*** Opening Record set ***

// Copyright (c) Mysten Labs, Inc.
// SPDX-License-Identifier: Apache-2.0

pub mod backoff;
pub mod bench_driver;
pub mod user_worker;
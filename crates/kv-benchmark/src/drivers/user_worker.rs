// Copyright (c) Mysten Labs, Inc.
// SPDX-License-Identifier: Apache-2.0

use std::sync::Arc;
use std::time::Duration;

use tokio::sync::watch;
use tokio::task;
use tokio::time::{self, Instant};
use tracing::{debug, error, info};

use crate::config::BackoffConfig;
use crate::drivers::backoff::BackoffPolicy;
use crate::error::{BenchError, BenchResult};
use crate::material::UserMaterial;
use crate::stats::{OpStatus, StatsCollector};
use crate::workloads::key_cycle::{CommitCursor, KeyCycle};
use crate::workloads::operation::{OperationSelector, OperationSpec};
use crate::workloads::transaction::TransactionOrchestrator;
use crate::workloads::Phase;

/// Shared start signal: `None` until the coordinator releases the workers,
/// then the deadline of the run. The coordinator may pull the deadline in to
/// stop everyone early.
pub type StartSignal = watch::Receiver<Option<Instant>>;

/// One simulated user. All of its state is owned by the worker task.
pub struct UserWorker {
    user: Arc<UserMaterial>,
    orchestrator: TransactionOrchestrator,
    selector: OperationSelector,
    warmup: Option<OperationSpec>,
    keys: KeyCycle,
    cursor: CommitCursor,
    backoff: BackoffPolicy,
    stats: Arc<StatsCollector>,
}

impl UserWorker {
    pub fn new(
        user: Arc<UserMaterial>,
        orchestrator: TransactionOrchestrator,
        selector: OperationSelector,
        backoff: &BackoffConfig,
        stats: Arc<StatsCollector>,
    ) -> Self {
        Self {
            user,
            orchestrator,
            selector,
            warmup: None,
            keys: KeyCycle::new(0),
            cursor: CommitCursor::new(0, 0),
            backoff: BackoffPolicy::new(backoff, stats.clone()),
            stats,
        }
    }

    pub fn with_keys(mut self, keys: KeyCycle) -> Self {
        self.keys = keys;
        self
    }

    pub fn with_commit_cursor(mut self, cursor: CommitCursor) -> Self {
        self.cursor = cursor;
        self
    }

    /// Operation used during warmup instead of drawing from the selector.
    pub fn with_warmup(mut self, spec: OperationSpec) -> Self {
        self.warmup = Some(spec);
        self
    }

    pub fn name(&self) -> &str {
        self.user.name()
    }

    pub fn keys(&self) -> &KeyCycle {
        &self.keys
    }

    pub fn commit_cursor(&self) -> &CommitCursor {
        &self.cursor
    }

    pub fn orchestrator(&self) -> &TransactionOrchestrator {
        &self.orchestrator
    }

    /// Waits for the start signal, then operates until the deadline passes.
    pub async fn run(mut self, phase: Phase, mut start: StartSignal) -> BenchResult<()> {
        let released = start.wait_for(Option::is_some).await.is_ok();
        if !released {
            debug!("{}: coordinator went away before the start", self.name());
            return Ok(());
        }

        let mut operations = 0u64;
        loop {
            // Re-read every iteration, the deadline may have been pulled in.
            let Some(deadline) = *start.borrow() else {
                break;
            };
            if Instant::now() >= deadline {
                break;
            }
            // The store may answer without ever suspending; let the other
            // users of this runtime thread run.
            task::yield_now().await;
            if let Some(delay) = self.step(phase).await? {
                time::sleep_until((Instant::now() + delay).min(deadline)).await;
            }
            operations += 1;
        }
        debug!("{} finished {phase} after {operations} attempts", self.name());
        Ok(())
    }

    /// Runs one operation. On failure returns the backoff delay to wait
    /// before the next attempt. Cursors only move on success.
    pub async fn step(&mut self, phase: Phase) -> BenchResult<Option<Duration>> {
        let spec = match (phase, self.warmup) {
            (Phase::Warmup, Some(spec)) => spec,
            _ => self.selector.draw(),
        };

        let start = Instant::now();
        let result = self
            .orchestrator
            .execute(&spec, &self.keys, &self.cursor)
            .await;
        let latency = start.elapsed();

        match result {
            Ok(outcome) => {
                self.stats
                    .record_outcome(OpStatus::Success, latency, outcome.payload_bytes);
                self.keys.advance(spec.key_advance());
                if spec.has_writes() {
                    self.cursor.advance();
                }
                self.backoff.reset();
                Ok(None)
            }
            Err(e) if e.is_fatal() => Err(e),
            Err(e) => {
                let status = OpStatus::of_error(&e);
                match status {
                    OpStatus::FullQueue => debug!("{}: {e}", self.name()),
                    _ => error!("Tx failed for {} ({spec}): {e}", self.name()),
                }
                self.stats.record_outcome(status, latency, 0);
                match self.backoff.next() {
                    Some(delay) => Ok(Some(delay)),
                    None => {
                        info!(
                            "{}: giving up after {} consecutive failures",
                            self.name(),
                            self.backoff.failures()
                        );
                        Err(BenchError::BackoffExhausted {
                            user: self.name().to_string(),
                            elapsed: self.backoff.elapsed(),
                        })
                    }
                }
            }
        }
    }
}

*** Closing Record set ***

### Exercise
When you have gone through the records above, say how many lines include the word "after", and write nothing besides that number.

### Output for this task
2